I know a man who has spent this year getting himself in shape. He has taken up self-improvement the way other people take up jogging. In fact, he has taken up jogging the way other people take up dieting, and taken up dieting the way other people take up rest, and taken up rest . . . well, you get the idea.

In an era when every man is an island, this one is striving to be Bermuda. He has improved the value of his personal property with the zeal of a gardener, covering himself with expensive sod from the local men's shop, feeding himself with proper nutrients from the health store, having the hedges around his ears trimmed bi-weekly by an expert in topiary.

He has even tried to renovate his interior design with a library of self-help books.

Nowadays he talks about the land-scaping of his personal space - the number of miles jogged, the inches lost, the psychic paths explored - the way people in Washington talk about Georgetown real estate. Obsessively.

Because of this, his appalled friends have dismissed him as a "New Narcissist" and a Champion of the Me Decathlon.

But I wonder.

It seems to me that there is something too glib about the way we increasingly apply the label of egocentricity to the 1970s and something too chic about judging people like this Island-man as self centered.

Last week I read the Newsweek cover story on Calvin Klein, a man in the business of body decoration who has his wrinkles smoothed with silicone injections; who is building a gym in his office; who had tried Transcendental Meditation and est. I thought that his explaination of all this was a revealing one: "I have this thing about health and the body. After all, in the end, that's all you have."

Perhaps inadvertently he had spoken the motto of the island people - "in the end, that's all you have." Perhaps what we've called a psychological disease, narcissism, is really a social disease, isolation. Maybe this isn't a Me First Decade but a Who Else Decade. Maybe people aren't hedonistically pursuing their own individual whims; maybe they've been reduced to them.

I know very few people who are so in love with their own images that they eventually drown in them.
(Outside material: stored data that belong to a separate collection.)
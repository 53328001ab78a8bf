use log::debug;
use rand::seq::SliceRandom;
use rand::Rng;

use super::{Prize, ReelCell};

/// Expands the catalog into a shuffled reel. Every active prize is repeated
/// according to its rarity tier, so cheap prizes fill most of the reel.
/// An empty or all-inactive catalog gives an empty reel.
pub fn expand<R: Rng + ?Sized>(catalog: &[Prize], rng: &mut R) -> Vec<ReelCell> {
    let mut reel: Vec<ReelCell> = catalog
        .iter()
        .filter(|prize| prize.is_active)
        .flat_map(|prize| {
            let copies = prize.rarity().repetitions();
            (0..copies).map(move |copy| ReelCell::from_prize(prize, copy))
        })
        .collect();

    reel.shuffle(rng);
    debug!("Expanded {} prizes into {} reel cells", catalog.len(), reel.len());
    reel
}
use std::str::FromStr;
use std::time::Duration;

use roulette_shared::shared_roulette_game::SpinSettings;
use tracing::warn;

pub const DEFAULT_API_BASE_URL: &str = "http://127.0.0.1:3000";
pub const DEFAULT_GAME_ID: &str = "roulette";
pub const DEFAULT_FRAME_INTERVAL: Duration = Duration::from_millis(50);
pub const DEFAULT_REQUEST_TIMEOUT: Duration = Duration::from_secs(10);

#[derive(Debug, Clone, PartialEq)]
pub struct GameConfig {
    pub api_base_url: String,
    pub game_id: String,
    /// Bearer token for the play and balance calls. `None` means logged out.
    pub auth_token: Option<String>,
    pub spin: SpinSettings,
    /// Step between animation frames while the reel is spinning.
    pub frame_interval: Duration,
    /// Upper bound on each call to the game server.
    pub request_timeout: Duration,
}

impl Default for GameConfig {
    fn default() -> Self {
        Self {
            api_base_url: DEFAULT_API_BASE_URL.to_string(),
            game_id: DEFAULT_GAME_ID.to_string(),
            auth_token: None,
            spin: SpinSettings::default(),
            frame_interval: DEFAULT_FRAME_INTERVAL,
            request_timeout: DEFAULT_REQUEST_TIMEOUT,
        }
    }
}

impl GameConfig {
    /// Reads `ROULETTE_*` variables, after loading `.env` if there is one.
    pub fn from_env() -> Self {
        dotenvy::from_path(".env").ok();
        Self::from_lookup(|key| std::env::var(key).ok())
    }

    pub fn from_lookup<F>(lookup: F) -> Self
    where
        F: Fn(&str) -> Option<String>,
    {
        let defaults = Self::default();
        let non_empty = |key: &str| lookup(key).filter(|value| !value.trim().is_empty());

        let api_base_url = non_empty("ROULETTE_API_BASE_URL")
            .map(|url| url.trim().trim_end_matches('/').to_string())
            .unwrap_or(defaults.api_base_url);
        let game_id = non_empty("ROULETTE_GAME_ID").unwrap_or(defaults.game_id);
        let auth_token = non_empty("ROULETTE_AUTH_TOKEN");

        let spin = SpinSettings {
            cell_width: parse_or(&lookup, "ROULETTE_CELL_WIDTH", defaults.spin.cell_width),
            track_width: parse_or(&lookup, "ROULETTE_TRACK_WIDTH", defaults.spin.track_width),
            pre_roll_laps: parse_or(&lookup, "ROULETTE_PRE_ROLL_LAPS", defaults.spin.pre_roll_laps),
            duration: Duration::from_millis(parse_or(
                &lookup,
                "ROULETTE_SPIN_DURATION_MS",
                defaults.spin.duration.as_millis() as u64,
            )),
        };
        let frame_interval = Duration::from_millis(parse_or(
            &lookup,
            "ROULETTE_FRAME_INTERVAL_MS",
            defaults.frame_interval.as_millis() as u64,
        ));
        let request_timeout = Duration::from_millis(parse_or(
            &lookup,
            "ROULETTE_REQUEST_TIMEOUT_MS",
            defaults.request_timeout.as_millis() as u64,
        ));

        Self {
            api_base_url,
            game_id,
            auth_token,
            spin,
            frame_interval,
            request_timeout,
        }
    }

    pub fn is_authenticated(&self) -> bool {
        self.auth_token.is_some()
    }
}

fn parse_or<T, F>(lookup: &F, key: &str, default: T) -> T
where
    T: FromStr + Copy,
    F: Fn(&str) -> Option<String>,
{
    match lookup(key) {
        Some(raw) => raw.trim().parse().unwrap_or_else(|_| {
            warn!("Ignoring unparseable {}={:?}, using default", key, raw);
            default
        }),
        None => default,
    }
}
use tracing::{Event, Subscriber};
use tracing_subscriber::prelude::*;
use tracing_subscriber::{layer::Context, EnvFilter, Layer, Registry};

const DEFAULT_FILTER: &str = "warn,roulette_frontend=info,roulette_shared=info";

#[derive(Default)]
struct MessageVisitor(String);

impl tracing::field::Visit for MessageVisitor {
    fn record_debug(&mut self, field: &tracing::field::Field, value: &dyn std::fmt::Debug) {
        if field.name() == "message" {
            self.0.push_str(&format!("{:?}", value));
        }
    }

    fn record_str(&mut self, field: &tracing::field::Field, value: &str) {
        if field.name() == "message" {
            self.0.push_str(value);
        }
    }
}

/// One line per event on stderr, keeping stdout for the game itself.
struct ConsoleLayer;

impl<S: Subscriber> Layer<S> for ConsoleLayer {
    fn on_event(&self, event: &Event<'_>, _ctx: Context<'_, S>) {
        let metadata = event.metadata();

        let mut visitor = MessageVisitor::default();
        event.record(&mut visitor);
        if visitor.0.is_empty() {
            return;
        }

        let timestamp = chrono::Local::now().format("%Y-%m-%d %H:%M:%S%.3f");
        let marker = match metadata.level().as_str() {
            "ERROR" => "❌ Error:",
            "WARN" => "⚠️ Warning:",
            "INFO" => "ℹ️",
            "DEBUG" => "🔄",
            _ => "·",
        };
        eprintln!("[{}] {} {} - {}", timestamp, marker, metadata.target(), visitor.0);
    }
}

/// Installs the global subscriber. `RUST_LOG` overrides the default filter;
/// `log` records from the shared crate are forwarded too.
pub fn setup() {
    let env_filter =
        EnvFilter::try_from_default_env().unwrap_or_else(|_| EnvFilter::new(DEFAULT_FILTER));

    let result = Registry::default()
        .with(env_filter)
        .with(ConsoleLayer)
        .try_init();

    if let Err(e) = result {
        eprintln!("Failed to set subscriber: {}", e);
    }
}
But in a time when caring seems so transient and connections so fragile, commitment so temporary, I know many more who have come to fearfully believe that the only person you take with you throughout your life is yourself - "that all you have" - and so, they have withdrawn to the most inner circle.
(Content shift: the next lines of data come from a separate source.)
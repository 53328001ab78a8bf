mod roulette_api;
mod roulette_view;

use rand::rngs::StdRng;
use rand::SeedableRng;
use roulette_shared::shared_roulette_game::{GameState, Prize, RouletteSession, SpinSummary};
use roulette_shared::RouletteError;
use tokio::time::Instant;
use tracing::{debug, error, info, warn};

use crate::config::GameConfig;

pub use roulette_api::{play_outcome, BalanceService, CatalogSource, HttpRouletteApi, PlayService};
pub use roulette_view::{RouletteView, TerminalView};

/// Drives one game session: catalog, play call, reveal and balance refresh.
///
/// Methods take `&mut self`, so a session never runs two of them at once;
/// the session state machine rejects spins while one is still in flight.
/// A `spin` future dropped part way (timeout, `select!`) leaves the session
/// `loading` or `spinning`; the next `spin`, `resume` or `reset` settles it.
pub struct RouletteGame<A, V> {
    api: A,
    view: V,
    config: GameConfig,
    session: RouletteSession,
    catalog: Option<Vec<Prize>>,
    balance: Option<f64>,
    rng: StdRng,
    reveal_deadline: Option<Instant>,
}

impl<A, V> RouletteGame<A, V>
where
    A: CatalogSource + PlayService + BalanceService,
    V: RouletteView,
{
    pub fn new(api: A, view: V, config: GameConfig) -> Self {
        Self::with_rng(api, view, config, StdRng::from_entropy())
    }

    /// Uses the given random source for reel shuffling and loss placement.
    pub fn with_rng(api: A, view: V, config: GameConfig, rng: StdRng) -> Self {
        let session = RouletteSession::new(config.spin);
        Self {
            api,
            view,
            config,
            session,
            catalog: None,
            balance: None,
            rng,
            reveal_deadline: None,
        }
    }

    pub fn state(&self) -> GameState {
        self.session.state()
    }

    pub fn session(&self) -> &RouletteSession {
        &self.session
    }

    pub fn catalog(&self) -> Option<&[Prize]> {
        self.catalog.as_deref()
    }

    pub fn balance(&self) -> Option<f64> {
        self.balance
    }

    pub fn view(&self) -> &V {
        &self.view
    }

    pub fn api(&self) -> &A {
        &self.api
    }

    /// Whether the spin affordance should be enabled. No spin is running
    /// while `&self` is borrowed, so a `loading` or `spinning` state seen here
    /// is a dropped one that `spin` settles first.
    pub fn can_spin(&self) -> bool {
        self.session.settings().validate().is_ok()
            && self.config.is_authenticated()
            && self
                .catalog
                .as_ref()
                .is_some_and(|prizes| prizes.iter().any(|prize| prize.is_active))
    }

    pub async fn load_catalog(&mut self) -> Result<(), RouletteError> {
        match self.api.fetch_catalog(&self.config.game_id).await {
            Ok(prizes) => {
                info!(
                    "Loaded {} prizes for game {}",
                    prizes.len(),
                    self.config.game_id
                );
                self.catalog = Some(prizes);
                Ok(())
            }
            Err(message) => {
                error!("Failed to load catalog for game {}: {}", self.config.game_id, message);
                self.catalog = None;
                Err(RouletteError::CatalogUnavailable)
            }
        }
    }

    /// Plays one round and reveals it. Resolves once the reel has stopped and
    /// the balance refresh has been attempted.
    pub async fn spin(&mut self) -> Result<SpinSummary, RouletteError> {
        self.resume().await?;
        self.session
            .request_spin(self.config.is_authenticated(), self.catalog.as_deref())?;
        self.view.on_state(GameState::Loading);

        let token = self.config.auth_token.clone().unwrap_or_default();
        let result = match self.api.play_game(&self.config.game_id, &token).await {
            Ok(result) => result,
            Err(message) => {
                warn!("Play request for game {} failed: {}", self.config.game_id, message);
                self.session.fail_request()?;
                return Err(self.surface(RouletteError::PlayRequestFailed(message)));
            }
        };
        info!(
            "Play result for game {}: winner={} amount={}",
            self.config.game_id, result.is_winner, result.amount_won
        );

        let catalog = self.catalog.as_deref().unwrap_or_default();
        let begun = self
            .session
            .begin_spin(result, catalog, &mut self.rng)
            .map(|plan| (plan.target_offset, plan.duration));
        match begun {
            Ok((offset, duration)) => {
                debug!("Spin planned, target offset {:.1}", offset);
                self.reveal_deadline = Some(Instant::now() + duration);
            }
            Err(err) => {
                error!("Could not place the result on the reel: {}", err);
                let err = self.surface(err);
                // The round was still played server-side.
                self.refresh_balance().await;
                return Err(err);
            }
        }

        if let (Some(landing), Some(plan)) = (self.session.landing(), self.session.plan()) {
            self.view.on_spin(self.session.reel(), landing, plan);
        }
        self.view.on_state(GameState::Spinning);

        self.finish_reveal().await
    }

    /// Settles a spin whose `spin` call was dropped before it finished. A
    /// pending play request goes back to idle; a started reveal waits out
    /// whatever is left of its delay and completes. Returns the summary in
    /// that last case.
    pub async fn resume(&mut self) -> Result<Option<SpinSummary>, RouletteError> {
        match self.session.state() {
            GameState::Loading => {
                warn!("Dropping interrupted play request for game {}", self.config.game_id);
                self.session.fail_request()?;
                self.view.on_state(GameState::Idle);
                // The round may have been played before the call was dropped.
                self.refresh_balance().await;
                Ok(None)
            }
            GameState::Spinning => {
                info!("Resuming interrupted reveal for game {}", self.config.game_id);
                self.finish_reveal().await.map(Some)
            }
            GameState::Idle | GameState::Completed => Ok(None),
        }
    }

    /// Leaves the game, clearing the finished spin. A spin left behind by a
    /// dropped `spin` call is abandoned without being revealed.
    pub fn reset(&mut self) -> Result<(), RouletteError> {
        if !self.session.state().accepts_spin() {
            warn!("Abandoning interrupted spin for game {}", self.config.game_id);
            self.session.abandon();
        }
        self.reveal_deadline = None;
        self.session.reset()?;
        self.view.on_state(GameState::Idle);
        Ok(())
    }

    async fn finish_reveal(&mut self) -> Result<SpinSummary, RouletteError> {
        let summary = self.reveal().await?;
        self.reveal_deadline = None;
        self.view.on_state(GameState::Completed);
        self.view.on_completed(&summary);

        self.refresh_balance().await;
        Ok(summary)
    }

    /// Waits out the reveal delay in frame steps. Only the timer decides
    /// when the session completes; it is kept level with the clock so time
    /// spent without a driver still counts.
    async fn reveal(&mut self) -> Result<SpinSummary, RouletteError> {
        let frame = self.config.frame_interval;
        let deadline = match self.reveal_deadline {
            Some(deadline) => deadline,
            None => {
                let remaining = self.session.reveal_remaining().unwrap_or_default();
                *self.reveal_deadline.insert(Instant::now() + remaining)
            }
        };
        loop {
            let left = deadline.saturating_duration_since(Instant::now());
            let step = if frame.is_zero() { left } else { frame.min(left) };
            tokio::time::sleep(step).await;

            let left = deadline.saturating_duration_since(Instant::now());
            let behind = self
                .session
                .reveal_remaining()
                .unwrap_or_default()
                .saturating_sub(left);
            if let Some(summary) = self.session.advance(behind)? {
                debug!("Reveal finished for game {}", self.config.game_id);
                return Ok(summary);
            }
            if let Some(offset) = self.session.current_offset() {
                self.view.on_frame(offset);
            }
        }
    }

    async fn refresh_balance(&mut self) {
        let Some(token) = self.config.auth_token.as_deref() else {
            return;
        };
        match self.api.refresh_balance(token).await {
            Ok(balance) => {
                self.balance = Some(balance);
                self.view.on_balance(balance);
            }
            Err(message) => {
                let err = RouletteError::BalanceRefreshFailed(message);
                warn!("{}", err);
            }
        }
    }

    fn surface(&mut self, err: RouletteError) -> RouletteError {
        self.view.on_state(self.session.state());
        self.view.on_error(&err);
        err
    }
}
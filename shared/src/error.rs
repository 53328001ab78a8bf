use std::fmt;

use crate::constants::{CATALOG_UNAVAILABLE_MESSAGE, NOT_AUTHENTICATED_MESSAGE};
use crate::shared_roulette_game::GameState;

#[derive(Debug, Clone, PartialEq)]
pub enum RouletteError {
    CatalogUnavailable,
    NotAuthenticated,
    PlayRequestFailed(String),
    NoLandingCellFound,
    BalanceRefreshFailed(String),
    InvalidTransition {
        from: GameState,
        action: &'static str,
    },
    InvalidSettings(String),
}

impl RouletteError {
    /// Balance refresh failures are logged and swallowed; everything else
    /// ends the spin attempt.
    pub fn is_fatal(&self) -> bool {
        !matches!(self, Self::BalanceRefreshFailed(_))
    }

    /// Message suitable for showing to the player.
    pub fn user_message(&self) -> String {
        match self {
            Self::CatalogUnavailable => CATALOG_UNAVAILABLE_MESSAGE.to_string(),
            Self::NotAuthenticated => NOT_AUTHENTICATED_MESSAGE.to_string(),
            Self::PlayRequestFailed(message) => message.clone(),
            _ => self.to_string(),
        }
    }
}

impl fmt::Display for RouletteError {
    fn fmt(&self, f: &mut fmt::Formatter<'_>) -> fmt::Result {
        match self {
            Self::CatalogUnavailable => write!(f, "Prize catalog unavailable"),
            Self::NotAuthenticated => write!(f, "Not authenticated"),
            Self::PlayRequestFailed(message) => write!(f, "Play request failed: {}", message),
            Self::NoLandingCellFound => write!(f, "No landing cell found on the reel"),
            Self::BalanceRefreshFailed(message) => write!(f, "Balance refresh failed: {}", message),
            Self::InvalidTransition { from, action } => {
                write!(f, "Cannot {} while {}", action, from)
            }
            Self::InvalidSettings(message) => write!(f, "Invalid spin settings: {}", message),
        }
    }
}

impl std::error::Error for RouletteError {}

#[cfg(test)]
mod tests {
    use super::*;

    #[test]
    fn test_only_balance_refresh_is_non_fatal() {
        assert!(!RouletteError::BalanceRefreshFailed("timeout".into()).is_fatal());
        assert!(RouletteError::PlayRequestFailed("nope".into()).is_fatal());
        assert!(RouletteError::NoLandingCellFound.is_fatal());
    }

    #[test]
    fn test_invalid_transition_message() {
        let err = RouletteError::InvalidTransition {
            from: GameState::Spinning,
            action: "spin",
        };
        assert_eq!(err.to_string(), "Cannot spin while spinning");
    }

    #[test]
    fn test_play_failure_shows_server_message() {
        let err = RouletteError::PlayRequestFailed("Insufficient balance".into());
        assert_eq!(err.user_message(), "Insufficient balance");
    }
}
The Island-man, like Calvin Klein, is divorced once if you only count the legal bonds, and thrice if you count the times he's moved his record collection on and off of shared stereos. By now, like many others, he thinks of marriage as a divorce opportunity, and loss as the finale to any love story.
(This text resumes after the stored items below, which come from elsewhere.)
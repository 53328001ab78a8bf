use std::future::Future;
use std::time::Duration;

use reqwest::{Client, Response, StatusCode};
use roulette_shared::constants::PLAY_REQUEST_FAILED_MESSAGE;
use roulette_shared::shared_roulette_game::{
    BalanceResponse, CatalogResponse, GameResult, PlayGameRequest, PlayGameResponse, Prize,
};

// Futures are `Send` so a game can be driven from a spawned task.

/// Supplies the prize catalog of a game.
pub trait CatalogSource {
    fn fetch_catalog(
        &self,
        game_id: &str,
    ) -> impl Future<Output = Result<Vec<Prize>, String>> + Send;
}

/// Plays one round server-side. Called exactly once per spin attempt.
/// Implementations own the request timeout.
pub trait PlayService {
    fn play_game(
        &self,
        game_id: &str,
        token: &str,
    ) -> impl Future<Output = Result<GameResult, String>> + Send;
}

/// Fetches the player's balance after a spin.
pub trait BalanceService {
    fn refresh_balance(&self, token: &str) -> impl Future<Output = Result<f64, String>> + Send;
}

/// Game server client speaking JSON over HTTP.
#[derive(Debug, Clone)]
pub struct HttpRouletteApi {
    client: Client,
    base_url: String,
}

impl HttpRouletteApi {
    /// Every request gives up after `timeout`, connect time included.
    pub fn new(base_url: &str, timeout: Duration) -> Result<Self, reqwest::Error> {
        let client = Client::builder().timeout(timeout).build()?;
        Ok(Self::with_client(client, base_url))
    }

    pub fn with_client(client: Client, base_url: &str) -> Self {
        Self {
            client,
            base_url: base_url.trim_end_matches('/').to_string(),
        }
    }

    pub fn catalog_url(&self, game_id: &str) -> String {
        format!("{}/games/{}/prizes", self.base_url, game_id)
    }

    pub fn play_url(&self, game_id: &str) -> String {
        format!("{}/games/{}/play", self.base_url, game_id)
    }

    pub fn balance_url(&self) -> String {
        format!("{}/users/me/balance", self.base_url)
    }
}

impl CatalogSource for HttpRouletteApi {
    async fn fetch_catalog(&self, game_id: &str) -> Result<Vec<Prize>, String> {
        let response = self
            .client
            .get(self.catalog_url(game_id))
            .send()
            .await
            .map_err(|e| format!("Network error: {}", e))?;

        let catalog = ok_or_status(response)
            .await?
            .json::<CatalogResponse>()
            .await
            .map_err(|e| format!("Error parsing catalog response: {}", e))?;
        Ok(catalog.prizes)
    }
}

impl PlayService for HttpRouletteApi {
    async fn play_game(&self, game_id: &str, token: &str) -> Result<GameResult, String> {
        let request = PlayGameRequest {
            game_id: game_id.to_string(),
        };
        let response = self
            .client
            .post(self.play_url(game_id))
            .bearer_auth(token)
            .json(&request)
            .send()
            .await
            .map_err(|e| format!("Network error: {}", e))?;

        let play = ok_or_status(response)
            .await?
            .json::<PlayGameResponse>()
            .await
            .map_err(|e| format!("Error parsing play response: {}", e))?;
        play_outcome(play)
    }
}

impl BalanceService for HttpRouletteApi {
    async fn refresh_balance(&self, token: &str) -> Result<f64, String> {
        let response = self
            .client
            .get(self.balance_url())
            .bearer_auth(token)
            .send()
            .await
            .map_err(|e| format!("Network error: {}", e))?;

        let balance = ok_or_status(response)
            .await?
            .json::<BalanceResponse>()
            .await
            .map_err(|e| format!("Error parsing balance response: {}", e))?;
        Ok(balance.balance)
    }
}

/// A `success: false` body is a business error carrying the server message.
pub fn play_outcome(play: PlayGameResponse) -> Result<GameResult, String> {
    match (play.success, play.result) {
        (true, Some(result)) => Ok(result),
        (true, None) => Err("Play response carried no result".to_string()),
        (false, _) => Err(play
            .message
            .unwrap_or_else(|| PLAY_REQUEST_FAILED_MESSAGE.to_string())),
    }
}

async fn ok_or_status(response: Response) -> Result<Response, String> {
    let status = response.status();
    if status.is_success() {
        return Ok(response);
    }
    let body = response.text().await.unwrap_or_default();
    Err(error_message(status, &body))
}

/// Prefers the server's `{"error": ...}` body over the bare status line.
fn error_message(status: StatusCode, body: &str) -> String {
    serde_json::from_str::<serde_json::Value>(body)
        .ok()
        .and_then(|value| {
            value
                .get("error")
                .or_else(|| value.get("message"))
                .and_then(|v| v.as_str())
                .map(str::to_string)
        })
        .unwrap_or_else(|| format!("Error status: {}", status))
}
If there was one thing that struck a terrible core of truth for him and for others in "An Unmarried Woman," it was the stunning fragility of that "solid" marriage. The movie was believable only because we have seen, all around us, those who invest their years in another person and find themselves suddenly bankrupt.

Today, the emotional-commitment market looks like the 1929 stock market. The Self is the 1978 Real Estate.

So, people spend much time glorifying aloneness and denying loneliness, trying to make a fulfilling activity out of solitude and choice out of a condition. But a wonder if what looks like selfishness even self-indulgence, from the outside feels like compensation from the inside.

Maybe it isn't egocentrism that's the national ill, but this loneliness and the pervasive sense of impermanence. We haven't chosen this fear. We've caught it like a virus in a splintered society.

It is possible that this man, too, is an island by default - another member of our Outward Bound who has become, in defense, a fearful caretaker of his only acre, grooming and landscaping. And isolated.